For a good stretch during the late ’80s/early ’90s, the John Terlesky-fronted, garage-rocking Original Sins were poised to be one of indie rock’s next big things. Despite a string of excellent LPs, that never happened for the pride of Bethlehem, Pa., who disbanded in 1999. Prior to the breakup, Terlesky started releasing more experimental records as Brother JT, and they, too, have been stellar. JT keeps his winning streak alive with the new Tornado Juice (Thrill Jockey), produced by Ray Ketchem (Luna, Okkervil River), who also manned the boards for 1996 Original Sins classic Bethlehem. The good Brother will be guest editing magnetmagazine.com all week, tornado juice not included.
JT: The ability of music to dictate or compliment mood might be its greatest asset. Just as the right soundtrack can enhance a movie, the right music for whatever context you find yourself in can deepen your experience or take you somewhere else entirely. It can even commiserate when the chips are down, like a drinking buddy who elbows you, sliding the bottle in your direction, muttering, “A little hair of the dog?”
When wallowing in some existential despair—you know, once or twice a month—I’ll pull out Stephen David Heitkotter‘s sole recorded effort, Heitkotter, and let it sop up my doldrums like a big, dirty sponge. Informally recorded in 1971 under somewhat mysterious circumstances, it was pressed into a few acetates that somehow survived the initial total indifference of the universe to become a highly regarded relic of DIY recording and out-rock sludge in the form of an official release as Black Orckid on the Now-Again label.

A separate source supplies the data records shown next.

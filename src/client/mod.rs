//! Upload client
//!
//! Sends one selected file to the ingest endpoint as `multipart/form-data`
//! and tracks the three states of the upload screen: waiting for a file, a
//! file selected, and upload finished.
//!
//! # Example
//!
//! ```no_run
//! use file_upload_ingest::client::{SelectedFile, UploadClient, UploadSession};
//! use file_upload_ingest::config::ClientConfig;
//!
//! # async fn example() -> Result<(), Box<dyn std::error::Error>> {
//! let client = UploadClient::new(&ClientConfig::default())?;
//! let mut session = UploadSession::new(client);
//!
//! session.select(SelectedFile::from_path("notes.txt").await?);
//! println!("{}", session.render());
//!
//! session.upload().await?;
//! println!("{}", session.render());
//! # Ok(())
//! # }
//! ```

use crate::config::ClientConfig;
use bytes::Bytes;
use chrono::{DateTime, Utc};
use reqwest::multipart::{Form, Part};
use reqwest::StatusCode;
use std::path::Path;
use std::time::Duration;
use thiserror::Error;

/// Client errors
#[derive(Error, Debug)]
pub enum ClientError {
    #[error("No file selected")]
    NothingSelected,

    #[error("Failed to read file: {0}")]
    IoError(#[from] std::io::Error),

    #[error("Invalid file: {0}")]
    InvalidFile(String),

    #[error("HTTP error: {0}")]
    Http(#[from] reqwest::Error),

    #[error("Upload rejected with status {status}: {body}")]
    Rejected { status: StatusCode, body: String },
}

/// A file chosen for upload
#[derive(Debug, Clone)]
pub struct SelectedFile {
    pub name: String,
    pub mime_type: String,
    pub last_modified: Option<DateTime<Utc>>,
    pub contents: Bytes,
}

impl SelectedFile {
    /// In-memory file; the MIME type is guessed from the name
    pub fn new(name: impl Into<String>, contents: impl Into<Bytes>) -> Self {
        let name = name.into();
        let mime_type = mime_guess::from_path(&name)
            .first_or_octet_stream()
            .essence_str()
            .to_string();
        Self {
            name,
            mime_type,
            last_modified: None,
            contents: contents.into(),
        }
    }

    /// Read a file from disk
    pub async fn from_path(path: impl AsRef<Path>) -> Result<Self, ClientError> {
        let path = path.as_ref();
        let name = path
            .file_name()
            .and_then(|n| n.to_str())
            .ok_or_else(|| ClientError::InvalidFile(format!("{} has no file name", path.display())))?
            .to_string();

        let metadata = tokio::fs::metadata(path).await?;
        if !metadata.is_file() {
            return Err(ClientError::InvalidFile(format!(
                "{} is not a regular file",
                path.display()
            )));
        }
        let contents = tokio::fs::read(path).await?;

        let mut file = Self::new(name, contents);
        file.last_modified = metadata.modified().ok().map(DateTime::<Utc>::from);
        Ok(file)
    }

    pub fn with_last_modified(mut self, at: DateTime<Utc>) -> Self {
        self.last_modified = Some(at);
        self
    }
}

/// Response from a successful upload
#[derive(Debug, Clone)]
pub struct UploadReceipt {
    pub status: StatusCode,
    pub body: String,
}

/// Sends files to the ingest endpoint
#[derive(Debug, Clone)]
pub struct UploadClient {
    http: reqwest::Client,
    endpoint: String,
    field_name: String,
}

impl UploadClient {
    pub fn new(config: &ClientConfig) -> Result<Self, ClientError> {
        let http = reqwest::Client::builder()
            .timeout(Duration::from_secs(config.timeout_seconds))
            .build()?;

        Ok(Self {
            http,
            endpoint: config.endpoint.clone(),
            field_name: config.field_name.clone(),
        })
    }

    pub fn endpoint(&self) -> &str {
        &self.endpoint
    }

    /// POST the file. Any 2xx status counts as success.
    #[tracing::instrument(
        name = "client.upload",
        skip(self, file),
        fields(
            http.url = %self.endpoint,
            file.name = %file.name,
            file.bytes = file.contents.len()
        ),
        err
    )]
    pub async fn upload(&self, file: &SelectedFile) -> Result<UploadReceipt, ClientError> {
        let part = Part::bytes(file.contents.to_vec())
            .file_name(file.name.clone())
            .mime_str(&file.mime_type)?;
        let form = Form::new().part(self.field_name.clone(), part);

        let response = self.http.post(&self.endpoint).multipart(form).send().await?;
        let status = response.status();
        let body = response.text().await?;

        if !status.is_success() {
            return Err(ClientError::Rejected { status, body });
        }

        tracing::info!(status = status.as_u16(), "Upload accepted");
        Ok(UploadReceipt { status, body })
    }
}

/// State of the upload screen
#[derive(Debug, Clone)]
pub enum UploadState {
    AwaitingSelection,
    Selected(SelectedFile),
    Uploaded { status: StatusCode },
}

/// One client session: pick a file, upload it, show the result.
///
/// `upload` takes `&mut self`, so a session cannot start a second upload
/// while one is in flight.
#[derive(Debug)]
pub struct UploadSession {
    client: UploadClient,
    state: UploadState,
}

impl UploadSession {
    pub fn new(client: UploadClient) -> Self {
        Self {
            client,
            state: UploadState::AwaitingSelection,
        }
    }

    pub fn state(&self) -> &UploadState {
        &self.state
    }

    /// Choose (or replace) the file to upload
    pub fn select(&mut self, file: SelectedFile) {
        self.state = UploadState::Selected(file);
    }

    /// Upload the selected file.
    ///
    /// On success the selection is cleared and the session moves to
    /// `Uploaded`. On failure the selection is kept so the user can retry.
    pub async fn upload(&mut self) -> Result<UploadReceipt, ClientError> {
        let UploadState::Selected(file) = &self.state else {
            return Err(ClientError::NothingSelected);
        };

        let receipt = self.client.upload(file).await?;
        self.state = UploadState::Uploaded {
            status: receipt.status,
        };
        Ok(receipt)
    }

    /// Text for the current state
    pub fn render(&self) -> String {
        match &self.state {
            UploadState::Selected(file) => {
                let modified = file
                    .last_modified
                    .map(|at| at.format("%a %b %d %Y").to_string())
                    .unwrap_or_else(|| "unknown".to_string());
                format!(
                    "File Details\nFile Name: {}\nFile Type: {}\nLast Modified: {}",
                    file.name, file.mime_type, modified
                )
            }
            UploadState::Uploaded { .. } => "File successfully uploaded".to_string(),
            UploadState::AwaitingSelection => "Choose a file to upload:".to_string(),
        }
    }
}

#[cfg(test)]
mod tests {
    use super::*;
    use chrono::TimeZone;

    fn session() -> UploadSession {
        UploadSession::new(UploadClient::new(&ClientConfig::default()).unwrap())
    }

    #[test]
    fn test_mime_guess() {
        assert_eq!(SelectedFile::new("a.txt", "x").mime_type, "text/plain");
        assert_eq!(SelectedFile::new("a.json", "{}").mime_type, "application/json");
        assert_eq!(
            SelectedFile::new("noext", "x").mime_type,
            "application/octet-stream"
        );
    }

    #[test]
    fn test_render_states() {
        let mut session = session();
        assert_eq!(session.render(), "Choose a file to upload:");

        let at = Utc.with_ymd_and_hms(2024, 3, 1, 0, 0, 0).unwrap();
        session.select(SelectedFile::new("hello.txt", "Hello").with_last_modified(at));
        assert_eq!(
            session.render(),
            "File Details\nFile Name: hello.txt\nFile Type: text/plain\nLast Modified: Fri Mar 01 2024"
        );
    }

    #[tokio::test]
    async fn test_upload_without_selection() {
        let mut session = session();
        let err = session.upload().await.unwrap_err();
        assert!(matches!(err, ClientError::NothingSelected));
    }

    #[tokio::test]
    async fn test_from_path_reads_file() {
        let dir = tempfile::tempdir().unwrap();
        let path = dir.path().join("notes.txt");
        std::fs::write(&path, "line one\nline two").unwrap();

        let file = SelectedFile::from_path(&path).await.unwrap();
        assert_eq!(file.name, "notes.txt");
        assert_eq!(file.mime_type, "text/plain");
        assert_eq!(&file.contents[..], b"line one\nline two");
        assert!(file.last_modified.is_some());
    }

    #[tokio::test]
    async fn test_from_path_rejects_directory() {
        let dir = tempfile::tempdir().unwrap();
        let err = SelectedFile::from_path(dir.path()).await.unwrap_err();
        assert!(matches!(err, ClientError::InvalidFile(_)));
    }
}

The first song I heard, “Fly Over The Moon,” is 13 minutes long, but despite its ‘luded-out pace, at no time did I get bored. Initially it would seem to be a misbegotten jam session by several messed-up individuals who can barely play their instruments. In fact, it’s not really ineptitude: Both guitarist and drummer have chops, but it’s the attitude of obliviousness driving their playing that makes this fascinating listening. No one is trying make a statement, least of all Heitkotter vocally; mush-mouthed and barely coherent, his words ooze out like pancake syrup on a cold day. They are just letting the langorous grooves pour out of their respective instruments with zero regard for convention or intention.

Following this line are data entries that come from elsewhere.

//! S3 object store
//!
//! Writes objects with the AWS SDK. A custom endpoint (MinIO, RustFS, a test
//! mock) switches the client to path-style addressing.
//!
//! # Example
//!
//! ```no_run
//! use file_upload_ingest::config::S3Config;
//! use file_upload_ingest::storage::{ObjectStore, S3Store};
//! use bytes::Bytes;
//!
//! # async fn example() -> Result<(), Box<dyn std::error::Error>> {
//! let store = S3Store::from_config(&S3Config {
//!     bucket: "ts-file-upload-bucket".to_string(),
//!     region: "us-east-1".to_string(),
//!     endpoint: Some("http://localhost:9000".to_string()),
//!     access_key: Some("minioadmin".to_string()),
//!     secret_key: Some("minioadmin".to_string()),
//! })
//! .await;
//!
//! let output = store
//!     .put_object("ts-file-upload-bucket", "data/hello.txt", Bytes::from("Hello"), None)
//!     .await?;
//! println!("ETag: {}", output.etag);
//! # Ok(())
//! # }
//! ```

use super::{ObjectStore, PutObjectOutput, StorageError};
use crate::config::S3Config;
use async_trait::async_trait;
use aws_config::retry::RetryConfig;
use aws_config::{BehaviorVersion, Region};
use aws_credential_types::Credentials;
use aws_sdk_s3::error::DisplayErrorContext;
use aws_sdk_s3::primitives::ByteStream;
use bytes::Bytes;

/// S3-backed object store
#[derive(Debug, Clone)]
pub struct S3Store {
    client: aws_sdk_s3::Client,
}

impl S3Store {
    /// Build a store from configuration.
    ///
    /// Static credentials are used when both keys are set; otherwise the
    /// default AWS provider chain applies. Retries are disabled: a failed
    /// write is reported to the caller as-is.
    pub async fn from_config(config: &S3Config) -> Self {
        let mut loader = aws_config::defaults(BehaviorVersion::latest())
            .region(Region::new(config.region.clone()))
            .retry_config(RetryConfig::disabled());

        if let (Some(access_key), Some(secret_key)) = (&config.access_key, &config.secret_key) {
            loader = loader.credentials_provider(Credentials::new(
                access_key.clone(),
                secret_key.clone(),
                None,
                None,
                "file-upload-ingest-static",
            ));
        }

        if let Some(endpoint) = &config.endpoint {
            loader = loader.endpoint_url(endpoint.clone());
        }

        let shared = loader.load().await;
        let s3_config = aws_sdk_s3::config::Builder::from(&shared)
            .force_path_style(config.endpoint.is_some())
            .build();

        Self::with_client(aws_sdk_s3::Client::from_conf(s3_config))
    }

    /// Wrap an already configured SDK client
    pub fn with_client(client: aws_sdk_s3::Client) -> Self {
        Self { client }
    }
}

#[async_trait]
impl ObjectStore for S3Store {
    #[tracing::instrument(
        name = "s3.put_object",
        skip(self, body),
        fields(
            s3.bucket = %bucket,
            s3.key = %key,
            http.method = "PUT",
            upload.bytes = body.len(),
            s3.etag = tracing::field::Empty
        ),
        err
    )]
    async fn put_object(
        &self,
        bucket: &str,
        key: &str,
        body: Bytes,
        content_type: Option<&str>,
    ) -> Result<PutObjectOutput, StorageError> {
        let output = self
            .client
            .put_object()
            .bucket(bucket)
            .key(key)
            .body(ByteStream::from(body))
            .set_content_type(content_type.map(str::to_string))
            .send()
            .await
            .map_err(|e| StorageError::Backend(DisplayErrorContext(&e).to_string()))?;

        let etag = output.e_tag().unwrap_or_default().to_string();
        tracing::Span::current().record("s3.etag", etag.as_str());

        Ok(PutObjectOutput { etag })
    }
}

I was tempted several times to just stop listening, but something would come up—an incongruous drum rave-up, a synapse-short-circuiting guitar run—that made me want to hear more. The willful avoidance of standard rock moves carries through to all five tracks and pulls the curious listener in, like seeing something inexplicably mysterious and wanting to figure it out. But that’s not going to happen. The fog surrounding the intent of these recordings is impenetrable. It’s best to let it roll over you and just stop thinking all together.
Now you might listen to Black Orckid and say, “Jeez, my high-school buddies and I would get wasted and play stuff like this. It’s just pointless noodling. Collectors got a hold of it, and everyone thinks it’s brilliant, but the emperor’s got no clothes.” In response, I’d say, “Yes, I agree, this emperor is definitely naked. And he looks good that way.”